Work request: Go through the records and filter out every line lacking the word "Some"; copy the lines that remain.

(Saved data entries)
- - -
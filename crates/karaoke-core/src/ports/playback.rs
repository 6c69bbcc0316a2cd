use crate::domain::PlaybackState;

/// Fuente de tiempo de reproducción (el elemento de audio del host).
pub trait PlaybackSource {
  fn playback_state(&self) -> PlaybackState;
}

impl PlaybackSource for PlaybackState {
  fn playback_state(&self) -> PlaybackState {
    *self
  }
}
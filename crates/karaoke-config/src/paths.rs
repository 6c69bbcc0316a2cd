use directories::ProjectDirs;
use std::path::{Path, PathBuf};
use thiserror::Error;

#[derive(Debug, Error)]
pub enum ConfigError {
  #[error("io error: {0}")]
  Io(#[from] std::io::Error),
  #[error("toml error: {0}")]
  Toml(#[from] toml::de::Error),
  #[error("directories error: could not determine home directory")]
  Directories,
  #[error("other: {0}")]
  Other(String),
}

/// Variable de entorno que activa el modo portable.
pub const BASE_DIR_ENV: &str = "KARAOKE_BASE_DIR";

/// Directorios de la aplicación.
///
/// Con `KARAOKE_BASE_DIR` definido todo cuelga de esa carpeta (modo portable);
/// si no, se usan los directorios estándar de la plataforma.
#[derive(Debug, Clone)]
pub struct KaraokePaths {
  pub base_dir: PathBuf,
  pub config_dir: PathBuf,
  pub data_dir: PathBuf,
  pub cache_dir: PathBuf,
}

impl KaraokePaths {
  pub fn new() -> Result<Self, ConfigError> {
    match std::env::var_os(BASE_DIR_ENV) {
      Some(base) => Self::at(Path::new(&base)),
      None => Self::platform(),
    }
  }

  fn platform() -> Result<Self, ConfigError> {
    let dirs = ProjectDirs::from("com", "karaoke", "karaoke").ok_or(ConfigError::Directories)?;
    let config = dirs.config_dir();
    Self::prepared(config.to_path_buf(), config.to_path_buf(), dirs.data_dir().to_path_buf(), dirs.cache_dir().to_path_buf())
  }

  /// Layout portable bajo `base`.
  pub fn at(base: &Path) -> Result<Self, ConfigError> {
    Self::prepared(base.to_path_buf(), base.join("config"), base.join("data"), base.join("cache"))
  }

  fn prepared(base_dir: PathBuf, config_dir: PathBuf, data_dir: PathBuf, cache_dir: PathBuf) -> Result<Self, ConfigError> {
    for dir in [&config_dir, &data_dir, &cache_dir] {
      std::fs::create_dir_all(dir)?;
    }
    Ok(Self { base_dir, config_dir, data_dir, cache_dir })
  }

  pub fn detect() -> Result<Self, ConfigError> {
    Self::new()
  }

  pub fn config_file(&self) -> PathBuf {
    self.config_dir.join("karaoke.toml")
  }

  /// Carpeta opcional con `songs.json`, `performances.json` y `users.json`.
  pub fn fixtures_dir(&self) -> PathBuf {
    self.data_dir.join("fixtures")
  }
}
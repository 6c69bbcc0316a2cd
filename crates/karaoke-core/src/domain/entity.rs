use chrono::{DateTime, Utc};
use std::fmt;

/// Entidad gestionada por una fuente de datos (`DataSource`).
///
/// Canciones, interpretaciones y usuarios comparten el mismo contrato CRUD:
/// - `Draft`: lo que el llamador aporta en `create` (sin id ni fecha).
/// - `Patch`: campos parciales que `update` fusiona sobre la entidad.
pub trait Entity: Clone + Send + Sync + 'static {
  type Id: Copy + Eq + fmt::Display + Send + Sync;
  type Draft: Send;
  type Patch: Send;

  /// Nombre legible del tipo, usado en errores (`"song"`, `"user"`…).
  const KIND: &'static str;

  fn id(&self) -> Self::Id;

  /// Construye la entidad con un id nuevo y la fecha de creación indicada.
  fn from_draft(draft: Self::Draft, created_at: DateTime<Utc>) -> Self;

  /// Fusiona los campos presentes en `patch`.
  fn apply(&mut self, patch: Self::Patch);
}
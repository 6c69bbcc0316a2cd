mod config;
pub mod infrastructure;
pub mod stage;

use std::sync::Arc;
use std::time::Duration;

use anyhow::Context;
use tracing::{info, warn};
use tracing_subscriber::{layer::SubscriberExt, util::SubscriberInitExt};

use karaoke_core::domain::{Performance, PlaybackState, Song};
use karaoke_core::services::{PerformanceService, RecordingController, SongCatalog};
use karaoke_storage::{FixtureStore, KaraokeStore};

pub use crate::config::{RecordingConfig, SessionConfig};
use infrastructure::microphone::SimulatedMicrophone;
use infrastructure::notifier::TracingNotifier;
use stage::KaraokeStage;

/// Type alias to simplify the generic signature of the stage.
pub type ConcreteStage =
  KaraokeStage<SimulatedMicrophone, Arc<FixtureStore<Song>>, Arc<FixtureStore<Performance>>, TracingNotifier>;

/// How often the demo advances the accompaniment clock.
const TICK: Duration = Duration::from_millis(100);

fn init_tracing() {
  tracing_subscriber::registry()
    .with(
      tracing_subscriber::EnvFilter::try_from_default_env()
        .unwrap_or_else(|_| tracing_subscriber::EnvFilter::new("info")),
    )
    .with(tracing_subscriber::fmt::layer())
    .init();
}

/// Wires the adapters into the core services.
pub async fn build_stage() -> anyhow::Result<ConcreteStage> {
  // 1. Data source (fixtures + simulated latency)
  let store = KaraokeStore::new_from_config().await.context("loading fixtures")?;

  // 2. Capture adapter
  let recording = RecordingConfig::load().context("loading [recording]")?;
  let recorder = RecordingController::new(SimulatedMicrophone::default(), recording.into());

  // 3. Services
  let session = SessionConfig::load().context("loading [session]")?;
  let stage = KaraokeStage::new(
    SongCatalog::new(Arc::clone(&store.songs)),
    PerformanceService::new(Arc::clone(&store.performances)),
    recorder,
    TracingNotifier,
    session.user_id,
  );

  Ok(stage)
}

/// Scripted session: pick a song, sing along for a few seconds, save.
pub async fn run() -> anyhow::Result<()> {
  init_tracing();

  let mut stage = build_stage().await?;

  let first = {
    let songs = stage.load_songs().await?;
    for song in songs {
      info!(id = %song.id, title = %song.title, artist = %song.artist, "available");
    }
    songs.first().map(|s| s.id).context("no songs in the catalog")?
  };

  let song = stage.select_song(first).await?;
  if let Err(e) = stage.start_recording().await {
    warn!(error = %e, "recording did not start");
    return Ok(());
  }

  let mut playback = PlaybackState { current_time: 0.0, duration: song.duration, is_playing: true };
  while playback.current_time < 6.0 {
    if let Some(change) = stage.tick(&playback) {
      if let Some(cue) = change.current.and_then(|i| song.cues().get(i)) {
        info!(time = playback.current_time, "♪ {}", cue.text);
      }
    }
    tokio::time::sleep(TICK).await;
    playback.current_time += TICK.as_secs_f64();
  }

  stage.stop_recording();
  tokio::time::timeout(Duration::from_secs(5), stage.artifact_ready())
    .await
    .context("recording never finished")?;

  if let Some(performance) = stage.save_performance().await? {
    let performance = stage.share_performance(performance.id, "youtube").await?;
    info!("saved:\n{}", serde_json::to_string_pretty(&performance)?);
  }

  let total = stage.performances().await?.len();
  info!(total, "performances in store");
  Ok(())
}
pub mod domain;
pub mod errors;
pub mod ports;
pub mod services;

pub use errors::{CoreError, ErrorKind, SessionError};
- - -
Response:
      Some(base) => Self::at(Path::new(&base)),
    if let Some(change) = stage.tick(&playback) {
      if let Some(cue) = change.current.and_then(|i| song.cues().get(i)) {
  if let Some(performance) = stage.save_performance().await? {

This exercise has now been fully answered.